Every line of the data must appear again in the answer, exactly as written.

____ Given data

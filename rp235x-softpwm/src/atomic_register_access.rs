//! Atomic set/clear aliases of peripheral registers
//!
//! Every APB/AHB peripheral register on the RP2350 is mirrored at
//! `+0x2000` (bitmask set) and `+0x3000` (bitmask clear). Writing through
//! an alias touches only the bits that are `1` in the written value, so
//! the pad and interrupt-enable updates done here need no read-modify-write.
//!
//! See [Section 2.1.3][section_2_1_3] of the RP2350 datasheet for details.
//!
//! [section_2_1_3]: https://rptl.io/rp2350-datasheet#atomic-rwtype

use core::ptr::write_volatile;

const SET_ALIAS_OFFSET: usize = 0x2000;
const CLEAR_ALIAS_OFFSET: usize = 0x3000;

/// Address of the bitmask-set alias of `register`.
#[inline]
pub(crate) const fn set_alias(register: usize) -> usize {
    register + SET_ALIAS_OFFSET
}

/// Address of the bitmask-clear alias of `register`.
#[inline]
pub(crate) const fn clear_alias(register: usize) -> usize {
    register + CLEAR_ALIAS_OFFSET
}

/// Set `bits` in `register` through its set alias.
///
/// # Safety
///
/// In addition to the requirements of [core::ptr::write_volatile],
/// `register` must point to a register providing atomic aliases.
#[inline]
pub(crate) unsafe fn write_bitmask_set(register: *mut u32, bits: u32) {
    write_volatile(set_alias(register as usize) as *mut u32, bits);
}

/// Clear `bits` in `register` through its clear alias.
///
/// # Safety
///
/// In addition to the requirements of [core::ptr::write_volatile],
/// `register` must point to a register providing atomic aliases.
#[inline]
pub(crate) unsafe fn write_bitmask_clear(register: *mut u32, bits: u32) {
    write_volatile(clear_alias(register as usize) as *mut u32, bits);
}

________

Task solution -
filename rp235x-softpwm/src/atomic_register_access.rs
//! Atomic set/clear aliases of peripheral registers
//!
//! Every APB/AHB peripheral register on the RP2350 is mirrored at
//! `+0x2000` (bitmask set) and `+0x3000` (bitmask clear). Writing through
//! an alias touches only the bits that are `1` in the written value, so
//! the pad and interrupt-enable updates done here need no read-modify-write.
//!
//! See [Section 2.1.3][section_2_1_3] of the RP2350 datasheet for details.
//!
//! [section_2_1_3]: https://rptl.io/rp2350-datasheet#atomic-rwtype

use core::ptr::write_volatile;

const SET_ALIAS_OFFSET: usize = 0x2000;
const CLEAR_ALIAS_OFFSET: usize = 0x3000;

/// Address of the bitmask-set alias of `register`.
#[inline]
pub(crate) const fn set_alias(register: usize) -> usize {
    register + SET_ALIAS_OFFSET
}

/// Address of the bitmask-clear alias of `register`.
#[inline]
pub(crate) const fn clear_alias(register: usize) -> usize {
    register + CLEAR_ALIAS_OFFSET
}

/// Set `bits` in `register` through its set alias.
///
/// # Safety
///
/// In addition to the requirements of [core::ptr::write_volatile],
/// `register` must point to a register providing atomic aliases.
#[inline]
pub(crate) unsafe fn write_bitmask_set(register: *mut u32, bits: u32) {
    write_volatile(set_alias(register as usize) as *mut u32, bits);
}

/// Clear `bits` in `register` through its clear alias.
///
/// # Safety
///
/// In addition to the requirements of [core::ptr::write_volatile],
/// `register` must point to a register providing atomic aliases.
#[inline]
pub(crate) unsafe fn write_bitmask_clear(register: *mut u32, bits: u32) {
    write_volatile(clear_alias(register as usize) as *mut u32, bits);
}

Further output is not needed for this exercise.